Write back every record verbatim.

Dataset entries:
▬▬▬▬▬▬▬▬▬▬

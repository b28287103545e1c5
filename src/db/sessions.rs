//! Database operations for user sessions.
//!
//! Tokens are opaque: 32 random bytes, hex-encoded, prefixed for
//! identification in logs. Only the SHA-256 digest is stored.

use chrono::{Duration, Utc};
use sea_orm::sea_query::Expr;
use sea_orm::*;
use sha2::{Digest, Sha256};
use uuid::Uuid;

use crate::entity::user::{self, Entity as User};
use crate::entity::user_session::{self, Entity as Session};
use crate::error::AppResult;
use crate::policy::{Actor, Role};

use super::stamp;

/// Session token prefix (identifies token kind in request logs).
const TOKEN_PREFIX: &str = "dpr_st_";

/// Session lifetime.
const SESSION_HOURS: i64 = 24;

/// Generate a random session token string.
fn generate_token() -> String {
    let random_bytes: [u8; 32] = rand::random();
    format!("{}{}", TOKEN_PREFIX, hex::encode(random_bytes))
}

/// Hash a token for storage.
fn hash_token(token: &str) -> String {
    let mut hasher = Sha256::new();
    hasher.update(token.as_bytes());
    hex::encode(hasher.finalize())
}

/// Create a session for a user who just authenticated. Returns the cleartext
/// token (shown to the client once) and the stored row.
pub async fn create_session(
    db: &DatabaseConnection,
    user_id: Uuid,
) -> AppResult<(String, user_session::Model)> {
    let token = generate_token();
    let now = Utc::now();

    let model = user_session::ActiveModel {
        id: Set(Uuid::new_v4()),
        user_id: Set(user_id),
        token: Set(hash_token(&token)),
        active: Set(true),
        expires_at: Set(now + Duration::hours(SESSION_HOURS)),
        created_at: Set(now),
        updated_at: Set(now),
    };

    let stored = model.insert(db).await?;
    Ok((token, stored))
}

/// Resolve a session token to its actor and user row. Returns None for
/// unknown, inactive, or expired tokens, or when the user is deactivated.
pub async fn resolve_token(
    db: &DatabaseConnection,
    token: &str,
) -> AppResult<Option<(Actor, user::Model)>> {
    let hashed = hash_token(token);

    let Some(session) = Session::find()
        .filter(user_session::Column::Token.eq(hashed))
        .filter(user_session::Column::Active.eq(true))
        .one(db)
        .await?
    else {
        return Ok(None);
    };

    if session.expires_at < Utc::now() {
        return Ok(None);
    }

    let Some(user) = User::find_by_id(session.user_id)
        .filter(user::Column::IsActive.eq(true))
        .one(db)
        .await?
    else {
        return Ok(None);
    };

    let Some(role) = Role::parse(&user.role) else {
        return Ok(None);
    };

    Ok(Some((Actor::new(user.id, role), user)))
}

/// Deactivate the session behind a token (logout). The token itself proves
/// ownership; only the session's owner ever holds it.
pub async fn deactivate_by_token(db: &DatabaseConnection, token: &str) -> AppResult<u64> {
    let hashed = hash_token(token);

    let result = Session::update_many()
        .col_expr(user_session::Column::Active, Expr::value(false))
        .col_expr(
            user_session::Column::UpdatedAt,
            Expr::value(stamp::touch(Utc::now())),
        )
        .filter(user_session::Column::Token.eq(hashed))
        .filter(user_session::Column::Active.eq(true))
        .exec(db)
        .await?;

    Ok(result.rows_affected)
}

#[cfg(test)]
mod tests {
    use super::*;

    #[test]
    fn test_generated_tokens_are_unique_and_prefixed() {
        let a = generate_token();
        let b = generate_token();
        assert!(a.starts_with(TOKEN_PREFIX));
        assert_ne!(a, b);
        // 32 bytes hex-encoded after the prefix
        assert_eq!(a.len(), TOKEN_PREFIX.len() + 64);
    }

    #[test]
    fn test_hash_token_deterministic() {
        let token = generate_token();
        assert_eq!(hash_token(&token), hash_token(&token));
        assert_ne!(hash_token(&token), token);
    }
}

▬▬▬▬▬▬▬▬▬▬

**Output of the task**
repository b28287103545e1c5
filename src/db/sessions.rs
//! Database operations for user sessions.
//!
//! Tokens are opaque: 32 random bytes, hex-encoded, prefixed for
//! identification in logs. Only the SHA-256 digest is stored.

use chrono::{Duration, Utc};
use sea_orm::sea_query::Expr;
use sea_orm::*;
use sha2::{Digest, Sha256};
use uuid::Uuid;

use crate::entity::user::{self, Entity as User};
use crate::entity::user_session::{self, Entity as Session};
use crate::error::AppResult;
use crate::policy::{Actor, Role};

use super::stamp;

/// Session token prefix (identifies token kind in request logs).
const TOKEN_PREFIX: &str = "dpr_st_";

/// Session lifetime.
const SESSION_HOURS: i64 = 24;

/// Generate a random session token string.
fn generate_token() -> String {
    let random_bytes: [u8; 32] = rand::random();
    format!("{}{}", TOKEN_PREFIX, hex::encode(random_bytes))
}

/// Hash a token for storage.
fn hash_token(token: &str) -> String {
    let mut hasher = Sha256::new();
    hasher.update(token.as_bytes());
    hex::encode(hasher.finalize())
}

/// Create a session for a user who just authenticated. Returns the cleartext
/// token (shown to the client once) and the stored row.
pub async fn create_session(
    db: &DatabaseConnection,
    user_id: Uuid,
) -> AppResult<(String, user_session::Model)> {
    let token = generate_token();
    let now = Utc::now();

    let model = user_session::ActiveModel {
        id: Set(Uuid::new_v4()),
        user_id: Set(user_id),
        token: Set(hash_token(&token)),
        active: Set(true),
        expires_at: Set(now + Duration::hours(SESSION_HOURS)),
        created_at: Set(now),
        updated_at: Set(now),
    };

    let stored = model.insert(db).await?;
    Ok((token, stored))
}

/// Resolve a session token to its actor and user row. Returns None for
/// unknown, inactive, or expired tokens, or when the user is deactivated.
pub async fn resolve_token(
    db: &DatabaseConnection,
    token: &str,
) -> AppResult<Option<(Actor, user::Model)>> {
    let hashed = hash_token(token);

    let Some(session) = Session::find()
        .filter(user_session::Column::Token.eq(hashed))
        .filter(user_session::Column::Active.eq(true))
        .one(db)
        .await?
    else {
        return Ok(None);
    };

    if session.expires_at < Utc::now() {
        return Ok(None);
    }

    let Some(user) = User::find_by_id(session.user_id)
        .filter(user::Column::IsActive.eq(true))
        .one(db)
        .await?
    else {
        return Ok(None);
    };

    let Some(role) = Role::parse(&user.role) else {
        return Ok(None);
    };

    Ok(Some((Actor::new(user.id, role), user)))
}

/// Deactivate the session behind a token (logout). The token itself proves
/// ownership; only the session's owner ever holds it.
pub async fn deactivate_by_token(db: &DatabaseConnection, token: &str) -> AppResult<u64> {
    let hashed = hash_token(token);

    let result = Session::update_many()
        .col_expr(user_session::Column::Active, Expr::value(false))
        .col_expr(
            user_session::Column::UpdatedAt,
            Expr::value(stamp::touch(Utc::now())),
        )
        .filter(user_session::Column::Token.eq(hashed))
        .filter(user_session::Column::Active.eq(true))
        .exec(db)
        .await?;

    Ok(result.rows_affected)
}

#[cfg(test)]
mod tests {
    use super::*;

    #[test]
    fn test_generated_tokens_are_unique_and_prefixed() {
        let a = generate_token();
        let b = generate_token();
        assert!(a.starts_with(TOKEN_PREFIX));
        assert_ne!(a, b);
        // 32 bytes hex-encoded after the prefix
        assert_eq!(a.len(), TOKEN_PREFIX.len() + 64);
    }

    #[test]
    fn test_hash_token_deterministic() {
        let token = generate_token();
        assert_eq!(hash_token(&token), hash_token(&token));
        assert_ne!(hash_token(&token), token);
    }
}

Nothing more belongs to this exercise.